_TASK STATEMENT_:
Your task is to copy the lines of the data below from the line holding "const SYLLABUS_PREREQUISITES: usize = 5;" through the line holding "use axum::http::StatusCode;", inclusive, exactly and with nothing added.

Collected data entries
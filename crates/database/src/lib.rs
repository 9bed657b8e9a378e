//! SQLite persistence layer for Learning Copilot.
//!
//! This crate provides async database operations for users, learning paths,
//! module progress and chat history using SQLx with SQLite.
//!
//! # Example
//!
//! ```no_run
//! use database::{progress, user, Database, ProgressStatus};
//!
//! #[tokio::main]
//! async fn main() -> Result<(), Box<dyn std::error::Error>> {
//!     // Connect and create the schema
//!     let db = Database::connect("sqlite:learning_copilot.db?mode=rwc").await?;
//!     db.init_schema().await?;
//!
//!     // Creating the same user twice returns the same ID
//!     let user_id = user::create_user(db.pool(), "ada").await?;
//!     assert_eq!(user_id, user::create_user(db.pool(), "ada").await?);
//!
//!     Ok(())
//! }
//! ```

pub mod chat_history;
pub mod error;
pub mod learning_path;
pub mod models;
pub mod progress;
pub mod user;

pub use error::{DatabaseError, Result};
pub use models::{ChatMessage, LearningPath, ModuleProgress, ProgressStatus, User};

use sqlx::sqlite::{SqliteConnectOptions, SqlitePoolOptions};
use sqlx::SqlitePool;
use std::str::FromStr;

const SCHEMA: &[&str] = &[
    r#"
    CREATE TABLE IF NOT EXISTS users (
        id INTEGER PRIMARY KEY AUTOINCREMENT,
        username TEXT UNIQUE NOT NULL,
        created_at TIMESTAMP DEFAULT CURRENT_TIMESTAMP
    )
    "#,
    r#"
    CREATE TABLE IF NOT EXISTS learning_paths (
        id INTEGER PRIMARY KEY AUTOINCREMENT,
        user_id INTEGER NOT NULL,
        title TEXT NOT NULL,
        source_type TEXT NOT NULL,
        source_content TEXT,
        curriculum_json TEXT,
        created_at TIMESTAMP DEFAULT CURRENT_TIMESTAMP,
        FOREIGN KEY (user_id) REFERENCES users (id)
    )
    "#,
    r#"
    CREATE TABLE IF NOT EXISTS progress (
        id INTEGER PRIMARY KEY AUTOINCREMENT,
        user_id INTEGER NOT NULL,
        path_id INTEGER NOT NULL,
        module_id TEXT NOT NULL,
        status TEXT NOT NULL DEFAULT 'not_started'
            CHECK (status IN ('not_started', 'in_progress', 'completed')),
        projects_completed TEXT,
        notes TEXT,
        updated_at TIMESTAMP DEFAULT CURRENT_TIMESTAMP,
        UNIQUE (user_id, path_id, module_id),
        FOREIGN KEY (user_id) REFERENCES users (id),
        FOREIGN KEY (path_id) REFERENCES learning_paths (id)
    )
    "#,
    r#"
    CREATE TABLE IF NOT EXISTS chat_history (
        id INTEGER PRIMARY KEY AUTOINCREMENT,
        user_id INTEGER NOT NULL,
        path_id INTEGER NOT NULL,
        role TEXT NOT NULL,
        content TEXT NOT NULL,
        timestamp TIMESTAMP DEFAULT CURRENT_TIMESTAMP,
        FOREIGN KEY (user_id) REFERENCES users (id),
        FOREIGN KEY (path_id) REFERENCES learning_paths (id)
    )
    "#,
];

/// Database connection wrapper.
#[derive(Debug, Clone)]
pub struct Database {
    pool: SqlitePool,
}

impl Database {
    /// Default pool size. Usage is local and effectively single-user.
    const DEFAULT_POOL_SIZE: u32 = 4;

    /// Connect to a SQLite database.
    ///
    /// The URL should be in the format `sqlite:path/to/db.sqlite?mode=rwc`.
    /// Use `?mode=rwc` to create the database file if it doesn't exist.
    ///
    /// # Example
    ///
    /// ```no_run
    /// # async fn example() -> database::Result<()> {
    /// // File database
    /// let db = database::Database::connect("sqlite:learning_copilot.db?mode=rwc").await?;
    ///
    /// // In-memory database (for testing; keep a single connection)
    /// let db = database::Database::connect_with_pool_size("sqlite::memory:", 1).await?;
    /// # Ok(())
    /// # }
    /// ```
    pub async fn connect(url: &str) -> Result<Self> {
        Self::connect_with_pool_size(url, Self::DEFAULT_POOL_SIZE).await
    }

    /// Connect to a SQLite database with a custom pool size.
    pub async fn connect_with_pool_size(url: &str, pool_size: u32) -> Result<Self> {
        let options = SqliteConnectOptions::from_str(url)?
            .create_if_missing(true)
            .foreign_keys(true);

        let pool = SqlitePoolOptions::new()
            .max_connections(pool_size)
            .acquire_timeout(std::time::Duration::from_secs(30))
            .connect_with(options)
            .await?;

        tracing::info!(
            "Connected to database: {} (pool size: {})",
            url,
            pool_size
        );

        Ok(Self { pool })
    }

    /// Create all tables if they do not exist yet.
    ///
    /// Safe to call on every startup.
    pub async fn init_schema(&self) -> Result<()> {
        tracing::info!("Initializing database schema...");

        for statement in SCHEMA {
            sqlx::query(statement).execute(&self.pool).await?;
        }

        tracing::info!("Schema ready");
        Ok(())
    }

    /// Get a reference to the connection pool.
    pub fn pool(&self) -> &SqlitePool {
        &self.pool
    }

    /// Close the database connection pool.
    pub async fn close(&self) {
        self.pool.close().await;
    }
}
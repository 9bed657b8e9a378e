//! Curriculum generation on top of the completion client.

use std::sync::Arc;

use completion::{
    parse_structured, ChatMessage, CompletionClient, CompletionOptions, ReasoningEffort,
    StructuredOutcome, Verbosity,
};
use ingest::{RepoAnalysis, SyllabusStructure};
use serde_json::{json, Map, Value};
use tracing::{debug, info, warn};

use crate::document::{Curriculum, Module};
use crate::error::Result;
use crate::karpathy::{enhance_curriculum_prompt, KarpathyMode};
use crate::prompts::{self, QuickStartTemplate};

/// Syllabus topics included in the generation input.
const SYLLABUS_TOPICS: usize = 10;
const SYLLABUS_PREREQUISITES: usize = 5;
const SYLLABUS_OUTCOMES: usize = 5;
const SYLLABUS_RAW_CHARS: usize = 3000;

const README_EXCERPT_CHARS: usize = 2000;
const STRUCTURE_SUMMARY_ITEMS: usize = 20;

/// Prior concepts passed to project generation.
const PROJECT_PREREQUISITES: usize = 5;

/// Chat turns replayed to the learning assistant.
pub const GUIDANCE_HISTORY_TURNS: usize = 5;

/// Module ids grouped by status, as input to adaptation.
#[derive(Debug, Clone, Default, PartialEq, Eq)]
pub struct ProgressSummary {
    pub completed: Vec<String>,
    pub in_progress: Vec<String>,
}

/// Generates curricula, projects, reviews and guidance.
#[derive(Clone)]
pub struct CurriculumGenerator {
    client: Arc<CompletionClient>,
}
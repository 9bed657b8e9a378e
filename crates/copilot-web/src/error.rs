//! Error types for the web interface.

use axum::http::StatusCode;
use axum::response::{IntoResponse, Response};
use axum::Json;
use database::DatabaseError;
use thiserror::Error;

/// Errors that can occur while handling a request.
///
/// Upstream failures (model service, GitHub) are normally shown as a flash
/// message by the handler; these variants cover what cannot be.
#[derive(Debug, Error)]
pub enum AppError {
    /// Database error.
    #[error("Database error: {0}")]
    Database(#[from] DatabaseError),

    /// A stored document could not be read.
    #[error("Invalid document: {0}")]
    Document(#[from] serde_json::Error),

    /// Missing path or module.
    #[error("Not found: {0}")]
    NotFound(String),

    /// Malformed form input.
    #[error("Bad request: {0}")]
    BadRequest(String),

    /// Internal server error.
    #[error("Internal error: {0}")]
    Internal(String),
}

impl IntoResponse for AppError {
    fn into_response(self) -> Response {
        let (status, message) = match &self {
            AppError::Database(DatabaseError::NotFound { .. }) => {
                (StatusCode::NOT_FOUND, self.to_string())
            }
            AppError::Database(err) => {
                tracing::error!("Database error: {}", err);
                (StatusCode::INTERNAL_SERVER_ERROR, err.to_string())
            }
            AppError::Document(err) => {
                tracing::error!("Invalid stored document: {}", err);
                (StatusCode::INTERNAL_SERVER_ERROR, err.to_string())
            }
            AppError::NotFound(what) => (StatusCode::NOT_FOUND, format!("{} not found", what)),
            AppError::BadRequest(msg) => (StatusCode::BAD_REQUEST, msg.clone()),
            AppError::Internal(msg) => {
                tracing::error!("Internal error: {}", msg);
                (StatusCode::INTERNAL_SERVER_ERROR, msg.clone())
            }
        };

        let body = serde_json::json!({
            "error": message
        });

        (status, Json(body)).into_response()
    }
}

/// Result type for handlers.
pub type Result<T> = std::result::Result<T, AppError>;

_TASK OUTPUT_:
const SYLLABUS_PREREQUISITES: usize = 5;
const SYLLABUS_OUTCOMES: usize = 5;
const SYLLABUS_RAW_CHARS: usize = 3000;

const README_EXCERPT_CHARS: usize = 2000;
const STRUCTURE_SUMMARY_ITEMS: usize = 20;

/// Prior concepts passed to project generation.
const PROJECT_PREREQUISITES: usize = 5;

/// Chat turns replayed to the learning assistant.
pub const GUIDANCE_HISTORY_TURNS: usize = 5;

/// Module ids grouped by status, as input to adaptation.
#[derive(Debug, Clone, Default, PartialEq, Eq)]
pub struct ProgressSummary {
    pub completed: Vec<String>,
    pub in_progress: Vec<String>,
}

/// Generates curricula, projects, reviews and guidance.
#[derive(Clone)]
pub struct CurriculumGenerator {
    client: Arc<CompletionClient>,
}
repository 9bed657b8e9a378e
filename crates/copilot-web/src/error.rs
//! Error types for the web interface.

use axum::http::StatusCode;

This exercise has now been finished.